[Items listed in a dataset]
───
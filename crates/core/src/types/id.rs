//! Newtype IDs for type-safe entity references.
//!
//! Use the `define_id!` macro to create type-safe ID wrappers that prevent
//! accidentally mixing IDs from different entity types.

/// Macro to define a type-safe ID wrapper.
///
/// Creates a newtype wrapper around `i32` with:
/// - `Serialize`/`Deserialize` with `#[serde(transparent)]`
/// - `Debug`, `Clone`, `Copy`, `PartialEq`, `Eq`, `Hash`, `PartialOrd`, `Ord`
/// - Conversion methods: `new()`, `as_i32()`
/// - `From<i32>` and `Into<i32>` implementations
/// - `sqlx` `Type`, `Encode`, and `Decode` implementations (with `postgres` feature)
///
/// # Example
///
/// ```rust
/// # use minispace_core::define_id;
/// define_id!(UserId);
/// define_id!(PageId);
///
/// let user_id = UserId::new(1);
/// let page_id = PageId::new(1);
///
/// // These are different types, so this won't compile:
/// // let _: UserId = page_id;
/// ```
#[macro_export]
macro_rules! define_id {
    ($name:ident) => {
        #[derive(
            Debug,
            Clone,
            Copy,
            PartialEq,
            Eq,
            Hash,
            PartialOrd,
            Ord,
            ::serde::Serialize,
            ::serde::Deserialize
        )]
        #[serde(transparent)]
        pub struct $name(i32);

        impl $name {
            /// Create a new ID from an i32 value.
            #[must_use]
            pub const fn new(id: i32) -> Self {
                Self(id)
            }

            /// Get the underlying i32 value.
            #[must_use]
            pub const fn as_i32(&self) -> i32 {
                self.0
            }
        }

        impl ::core::fmt::Display for $name {
            fn fmt(&self, f: &mut ::core::fmt::Formatter<'_>) -> ::core::fmt::Result {
                write!(f, "{}", self.0)
            }
        }

        impl From<i32> for $name {
            fn from(id: i32) -> Self {
                Self(id)
            }
        }

        impl From<$name> for i32 {
            fn from(id: $name) -> Self {
                id.0
            }
        }

        #[cfg(feature = "postgres")]
        impl ::sqlx::Type<::sqlx::Postgres> for $name {
            fn type_info() -> ::sqlx::postgres::PgTypeInfo {
                <i32 as ::sqlx::Type<::sqlx::Postgres>>::type_info()
            }

            fn compatible(ty: &::sqlx::postgres::PgTypeInfo) -> bool {
                <i32 as ::sqlx::Type<::sqlx::Postgres>>::compatible(ty)
            }
        }

        #[cfg(feature = "postgres")]
        impl<'r> ::sqlx::Decode<'r, ::sqlx::Postgres> for $name {
            fn decode(
                value: ::sqlx::postgres::PgValueRef<'r>,
            ) -> ::core::result::Result<Self, ::sqlx::error::BoxDynError> {
                let id = <i32 as ::sqlx::Decode<::sqlx::Postgres>>::decode(value)?;
                Ok(Self(id))
            }
        }

        #[cfg(feature = "postgres")]
        impl ::sqlx::Encode<'_, ::sqlx::Postgres> for $name {
            fn encode_by_ref(
                &self,
                buf: &mut ::sqlx::postgres::PgArgumentBuffer,
            ) -> ::std::result::Result<::sqlx::encode::IsNull, ::sqlx::error::BoxDynError> {
                <i32 as ::sqlx::Encode<::sqlx::Postgres>>::encode_by_ref(&self.0, buf)
            }
        }
    };
}

// Define standard entity IDs
define_id!(UserId);
define_id!(PageId);
define_id!(BlockId);
define_id!(PostId);

#[cfg(test)]
#[allow(clippy::unwrap_used)]
mod tests {
    use super::*;

    #[test]
    fn test_id_roundtrip() {
        let id = UserId::new(42);
        assert_eq!(id.as_i32(), 42);
        assert_eq!(i32::from(id), 42);
        assert_eq!(UserId::from(42), id);
    }

    #[test]
    fn test_id_display() {
        assert_eq!(PostId::new(7).to_string(), "7");
    }

    #[test]
    fn test_id_serde_transparent() {
        let id = PageId::new(3);
        let json = serde_json::to_string(&id).unwrap();
        assert_eq!(json, "3");
        let parsed: PageId = serde_json::from_str(&json).unwrap();
        assert_eq!(parsed, id);
    }

    #[test]
    fn test_id_ordering() {
        assert!(PostId::new(1) < PostId::new(2));
    }
}
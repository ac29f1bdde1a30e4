//! HTTP route handlers for the public site.
//!
//! # Route Structure
//!
//! ```text
//! # Tenant hosts ({username}.{base_domain} or a custom domain)
//! GET  /                     - Home page (or generated profile page)
//! GET  /{slug}               - Page by slug (aliases redirect)
//! GET  /blog                 - Blog index (cursor pagination via ?after=)
//! GET  /blog/search?q=       - Blog search (when enabled in settings)
//! GET  /blog/{slug}          - Single post
//!
//! # Apex host ({base_domain})
//! GET  /                     - Platform landing page
//! GET  /discover             - Feed of discoverable posts across tenants
//!
//! # Path-based fallback (no wildcard DNS needed; used in development)
//! GET  /u/{username}[...]    - Same handlers, links prefixed with /u/{username}
//! ```

pub mod blog;
pub mod discover;
pub mod home;

use axum::{Router, routing::get};

use minispace_core::layout::SiteChrome;

use crate::db::tenants::TenantSite;
use crate::state::AppState;

/// Create all routes for the site.
pub fn routes() -> Router<AppState> {
    Router::new()
        .route("/", get(home::root))
        .route("/discover", get(discover::discover))
        .route("/blog", get(blog::index))
        .route("/blog/search", get(blog::search))
        .route("/blog/{slug}", get(blog::show))
        // Path-based fallback
        .route("/u/{username}", get(home::home_by_path))
        .route("/u/{username}/blog", get(blog::index_by_path))
        .route("/u/{username}/blog/search", get(blog::search_by_path))
        .route("/u/{username}/blog/{slug}", get(blog::show_by_path))
        .route("/u/{username}/{slug}", get(home::page_by_path))
        .route("/{slug}", get(home::page))
}

/// The tenant's chrome with links rewritten for the `/u/{username}` prefix.
pub(crate) fn path_chrome(site: &TenantSite) -> SiteChrome {
    let mut chrome = site.chrome.clone();
    chrome.base_path = format!("/u/{}", site.username);
    chrome
}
───
A verbatim copy of the records above should be returned.

filename crates/core/src/types/id.rs
//! Newtype IDs for type-safe entity references.
//!
//! Use the `define_id!` macro to create type-safe ID wrappers that prevent
//! accidentally mixing IDs from different entity types.

/// Macro to define a type-safe ID wrapper.
///
/// Creates a newtype wrapper around `i32` with:
/// - `Serialize`/`Deserialize` with `#[serde(transparent)]`
/// - `Debug`, `Clone`, `Copy`, `PartialEq`, `Eq`, `Hash`, `PartialOrd`, `Ord`
/// - Conversion methods: `new()`, `as_i32()`
/// - `From<i32>` and `Into<i32>` implementations
/// - `sqlx` `Type`, `Encode`, and `Decode` implementations (with `postgres` feature)
///
/// # Example
///
/// ```rust
/// # use minispace_core::define_id;
/// define_id!(UserId);
/// define_id!(PageId);
///
/// let user_id = UserId::new(1);
/// let page_id = PageId::new(1);
///
/// // These are different types, so this won't compile:
/// // let _: UserId = page_id;
/// ```
#[macro_export]
macro_rules! define_id {
    ($name:ident) => {
        #[derive(
            Debug,
            Clone,
            Copy,
            PartialEq,
            Eq,
            Hash,
            PartialOrd,
            Ord,
            ::serde::Serialize,
            ::serde::Deserialize
        )]
        #[serde(transparent)]
        pub struct $name(i32);

        impl $name {
            /// Create a new ID from an i32 value.
            #[must_use]
            pub const fn new(id: i32) -> Self {
                Self(id)
            }

            /// Get the underlying i32 value.
            #[must_use]
            pub const fn as_i32(&self) -> i32 {
                self.0
            }
        }

        impl ::core::fmt::Display for $name {
            fn fmt(&self, f: &mut ::core::fmt::Formatter<'_>) -> ::core::fmt::Result {
                write!(f, "{}", self.0)
            }
        }

        impl From<i32> for $name {
            fn from(id: i32) -> Self {
                Self(id)
            }
        }

        impl From<$name> for i32 {
            fn from(id: $name) -> Self {
                id.0
            }
        }

        #[cfg(feature = "postgres")]
        impl ::sqlx::Type<::sqlx::Postgres> for $name {
            fn type_info() -> ::sqlx::postgres::PgTypeInfo {
                <i32 as ::sqlx::Type<::sqlx::Postgres>>::type_info()
            }

            fn compatible(ty: &::sqlx::postgres::PgTypeInfo) -> bool {
                <i32 as ::sqlx::Type<::sqlx::Postgres>>::compatible(ty)
            }
        }

        #[cfg(feature = "postgres")]
        impl<'r> ::sqlx::Decode<'r, ::sqlx::Postgres> for $name {
            fn decode(
                value: ::sqlx::postgres::PgValueRef<'r>,
            ) -> ::core::result::Result<Self, ::sqlx::error::BoxDynError> {
                let id = <i32 as ::sqlx::Decode<::sqlx::Postgres>>::decode(value)?;
                Ok(Self(id))
            }
        }

        #[cfg(feature = "postgres")]
        impl ::sqlx::Encode<'_, ::sqlx::Postgres> for $name {
            fn encode_by_ref(
                &self,
                buf: &mut ::sqlx::postgres::PgArgumentBuffer,
            ) -> ::std::result::Result<::sqlx::encode::IsNull, ::sqlx::error::BoxDynError> {
                <i32 as ::sqlx::Encode<::sqlx::Postgres>>::encode_by_ref(&self.0, buf)
            }
        }
    };
}

// Define standard entity IDs
define_id!(UserId);
define_id!(PageId);
define_id!(BlockId);
define_id!(PostId);

#[cfg(test)]
#[allow(clippy::unwrap_used)]
mod tests {
    use super::*;

    #[test]
    fn test_id_roundtrip() {
        let id = UserId::new(42);
        assert_eq!(id.as_i32(), 42);
        assert_eq!(i32::from(id), 42);
        assert_eq!(UserId::from(42), id);
    }

    #[test]
    fn test_id_display() {
        assert_eq!(PostId::new(7).to_string(), "7");
    }

    #[test]
    fn test_id_serde_transparent() {
        let id = PageId::new(3);
        let json = serde_json::to_string(&id).unwrap();
        assert_eq!(json, "3");
        let parsed: PageId = serde_json::from_str(&json).unwrap();
        assert_eq!(parsed, id);
    }

    #[test]
    fn test_id_ordering() {
        assert!(PostId::new(1) < PostId::new(2));
    }
}
repository ac29f1bdde1a30e4
//! HTTP route handlers for the public site.
//!
//! # Route Structure
//!
//! ```text
//! # Tenant hosts ({username}.{base_domain} or a custom domain)
//! GET  /                     - Home page (or generated profile page)
//! GET  /{slug}               - Page by slug (aliases redirect)
//! GET  /blog                 - Blog index (cursor pagination via ?after=)
//! GET  /blog/search?q=       - Blog search (when enabled in settings)
//! GET  /blog/{slug}          - Single post
//!
//! # Apex host ({base_domain})
//! GET  /                     - Platform landing page
//! GET  /discover             - Feed of discoverable posts across tenants
//!
//! # Path-based fallback (no wildcard DNS needed; used in development)
//! GET  /u/{username}[...]    - Same handlers, links prefixed with /u/{username}
//! ```

pub mod blog;
pub mod discover;
pub mod home;

use axum::{Router, routing::get};

use minispace_core::layout::SiteChrome;

use crate::db::tenants::TenantSite;
use crate::state::AppState;

/// Create all routes for the site.
pub fn routes() -> Router<AppState> {
    Router::new()
        .route("/", get(home::root))
        .route("/discover", get(discover::discover))
        .route("/blog", get(blog::index))
        .route("/blog/search", get(blog::search))
        .route("/blog/{slug}", get(blog::show))
        // Path-based fallback
        .route("/u/{username}", get(home::home_by_path))
        .route("/u/{username}/blog", get(blog::index_by_path))
        .route("/u/{username}/blog/search", get(blog::search_by_path))
        .route("/u/{username}/blog/{slug}", get(blog::show_by_path))
        .route("/u/{username}/{slug}", get(home::page_by_path))
        .route("/{slug}", get(home::page))
}

/// The tenant's chrome with links rewritten for the `/u/{username}` prefix.
pub(crate) fn path_chrome(site: &TenantSite) -> SiteChrome {
    let mut chrome = site.chrome.clone();
    chrome.base_path = format!("/u/{}", site.username);
    chrome
}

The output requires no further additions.